* **ACTIVITY**
Reproduce the lines below from the one that contains "against the file at" through the end, inclusive, and add nothing.

[Stored data entries]
++++++++++++++++++++

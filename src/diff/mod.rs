//! diff
//!
//! Pluggable unified-diff collaborators.
//!
//! # Architecture
//!
//! The engine does not compute diffs itself. It hands a baseline path and
//! a current path to a [`Differ`] and gets back unified-diff text whose
//! emptiness doubles as the changed/unchanged verdict. Two
//! implementations are provided:
//!
//! - [`SystemDiff`] - shells out to an external `diff` tool, matching the
//!   legacy engine byte-for-byte
//! - [`NativeDiff`] - in-process, no external tool required
//!
//! Both emit the fixed labels `previous` and `current` in the `---`/`+++`
//! headers.

pub mod native;
pub mod system;

use std::path::Path;

use thiserror::Error;

pub use native::NativeDiff;
pub use system::SystemDiff;

/// Errors from diff computation.
#[derive(Debug, Error)]
pub enum DiffError {
    /// The external diff tool could not be launched.
    #[error("failed to launch diff tool '{program}': {source}")]
    Spawn {
        program: String,
        #[source]
        source: std::io::Error,
    },

    /// The external diff tool reported trouble (exit status other than
    /// 0 "same" or 1 "different").
    #[error("diff tool failed with {status}: {stderr}")]
    Tool { status: String, stderr: String },

    /// An input file could not be read.
    #[error("failed to read {path}: {source}")]
    ReadInput {
        path: std::path::PathBuf,
        #[source]
        source: std::io::Error,
    },
}

/// The result of one unified-diff computation.
///
/// Zero bytes of output means the two inputs are identical; the engine
/// uses this to short-circuit the commit phase.
#[derive(Debug, Clone, PartialEq, Eq)]
pub struct DiffOutput {
    text: Vec<u8>,
}

impl DiffOutput {
    /// Wrap raw unified-diff text.
    pub fn new(text: Vec<u8>) -> Self {
        Self { text }
    }

    /// An empty output: no change.
    pub fn unchanged() -> Self {
        Self { text: Vec::new() }
    }

    /// True when the inputs were identical.
    pub fn is_empty(&self) -> bool {
        self.text.is_empty()
    }

    /// The diff text.
    pub fn as_bytes(&self) -> &[u8] {
        &self.text
    }

    /// Consume into the diff text.
    pub fn into_bytes(self) -> Vec<u8> {
        self.text
    }
}

/// A unified-diff computation collaborator.
///
/// Implementations compare the file at `baseline` against the file at
/// `current` and return unified-diff text with the headers
/// `--- previous` / `+++ current`. Identical inputs yield an empty
/// [`DiffOutput`].
pub trait Differ {
    fn unified_diff(&self, baseline: &Path, current: &Path) -> Result<DiffOutput, DiffError>;
}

++++++++++++++++++++

* **FINAL ANSWER**
/// Implementations compare the file at `baseline` against the file at
/// `current` and return unified-diff text with the headers
/// `--- previous` / `+++ current`. Identical inputs yield an empty
/// [`DiffOutput`].
pub trait Differ {
    fn unified_diff(&self, baseline: &Path, current: &Path) -> Result<DiffOutput, DiffError>;
}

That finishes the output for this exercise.